When you own a business, the responsibility can be all-consuming. You’re powered by your vision of what the company should be and how you want it to grow. But then all the related responsibilities start filling up your day. Some, like assuring customers are well-served and happy, can pull you into the details of your operations and take time away from equally important but longer-term tasks. Other obligations, like legal or financial matters, simply can’t be ignored.
This is why business owners often put in brutal hours. And, as good as it might feel when you finish the day with a job well done, longer hours are rarely a formula for long-term success. At some point, your business may start to suffer, or your personal relationships, or even your health. The sooner you master time management, the happier you’ll be. And the more likely your business will succeed.
Common Time Management Challenges for Businesses
As mentioned above, the chief demand of any business is keeping customers happy. You probably have high standards for the work you do and may even feel that no one can do it as well as you. Even if that’s true, you can’t do it all and still hope to grow your business. This probably means you will have to bring on partners and/or hire staff.
In both cases, now you have several other responsibilities. If you bring on a partner, you have to deal with legal and financial matters, and devote time to coordinating your activities. That still doesn’t solve the thousand tiny tasks that can fill up your day. If you’re hiring employees, you have even more legal details to address that will require regular attention. The thousand tiny details of business-as-usual can multiply with every additional employee.
As important as these responsibilities might seem at the time, they can obscure one of the most debilitating demands on your time. This has been called “the switching costs” of constantly shifting gears, from big issues to small ones, from operational challenges to regulatory or technical ones. The time lost getting up to speed on one problem only to have to pivot to another can eat up a day and sap your strength, mentally and physically.
Fortunately, these issues are well known. And so are many of the cures.
How to Save Time in Business? 5 Useful Tips and Strategies
Just as you invested time and resources in getting your business started, you need to invest time in getting your schedule and operations under control. Putting in the effort upfront will pay off in less time and energy wasted on any given day moving forward.
Prioritize Tasks
A good guide to your priorities is bottom-line impact. Put big things first; those that drive revenue and profitability. This works at the macro and the micro level in how you schedule your year, each month, and every day. What annual tasks must get done? Block that time. Monthly responsibilities? Schedule time accordingly. Every day should be planned out. That doesn’t mean every minute should be full. Try to carve out blocks of “open” time for business development and deeper customer engagement.
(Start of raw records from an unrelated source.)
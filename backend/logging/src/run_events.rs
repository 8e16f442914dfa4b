//! Task run events
//!
//! One structured line per lifecycle step of an execution attempt, emitted on
//! the `task_runs` target so it can be filtered or routed separately.

use chrono::{DateTime, Utc};
use serde::Serialize;
use tracing::{info, warn};
use uuid::Uuid;

use crate::redact::redact_sensitive_data;

#[derive(Debug, Serialize)]
#[serde(tag = "type", rename_all = "snake_case")]
pub enum RunEvent {
    Claimed,
    /// Another executor held the task; nothing ran.
    Skipped { reason: String },
    Succeeded { message: String, duration_ms: i64 },
    Failed { error: String, duration_ms: i64 },
}

#[derive(Debug, Serialize)]
pub struct RunEventEntry<'a> {
    pub task_id: Uuid,
    pub task_name: &'a str,
    pub timestamp: DateTime<Utc>,
    pub event: RunEvent,
}

pub struct RunEventLogger;

impl RunEventLogger {
    /// Redacts message text and writes the event through `tracing`.
    pub fn log(task_id: Uuid, task_name: &str, mut event: RunEvent) {
        match &mut event {
            RunEvent::Succeeded { message, .. } => *message = redact_sensitive_data(message),
            RunEvent::Failed { error, .. } => *error = redact_sensitive_data(error),
            RunEvent::Claimed | RunEvent::Skipped { .. } => {}
        }

        let failed = matches!(event, RunEvent::Failed { .. });
        let entry = RunEventEntry {
            task_id,
            task_name,
            timestamp: Utc::now(),
            event,
        };
        let payload = serde_json::to_string(&entry).unwrap_or_default();

        if failed {
            warn!(target: "task_runs", task_id = %task_id, event = %payload, "Task run event");
        } else {
            info!(target: "task_runs", task_id = %task_id, event = %payload, "Task run event");
        }
    }
}

#[cfg(test)]
mod tests {
    use super::*;

    #[test]
    fn events_serialize_with_type_tag() {
        let entry = RunEventEntry {
            task_id: Uuid::nil(),
            task_name: "import",
            timestamp: Utc::now(),
            event: RunEvent::Failed {
                error: "timeout".into(),
                duration_ms: 30_000,
            },
        };
        let json = serde_json::to_value(&entry).unwrap();
        assert_eq!(json["event"]["type"], "failed");
        assert_eq!(json["event"]["error"], "timeout");
    }
}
To the extent possible, automate routine processes. If there are tasks your vendors – like your bank — or your suppliers can handle, have them do those. Be sure to schedule a regular check-in to make sure that function is going according to plan. If some technology will cost-effectively automate a routine task, implement that technology as soon as possible. (More on this later.)
If you have employees, schedule time to train them. Go beyond job skills. Teach them how to recognize customer needs and how to address those. Make sure they know what is unique about your company and how to deliver that to customers. Time spent training and orienting employees can pay off a hundred times over in company growth and personal wellbeing while saving you time in the long-run.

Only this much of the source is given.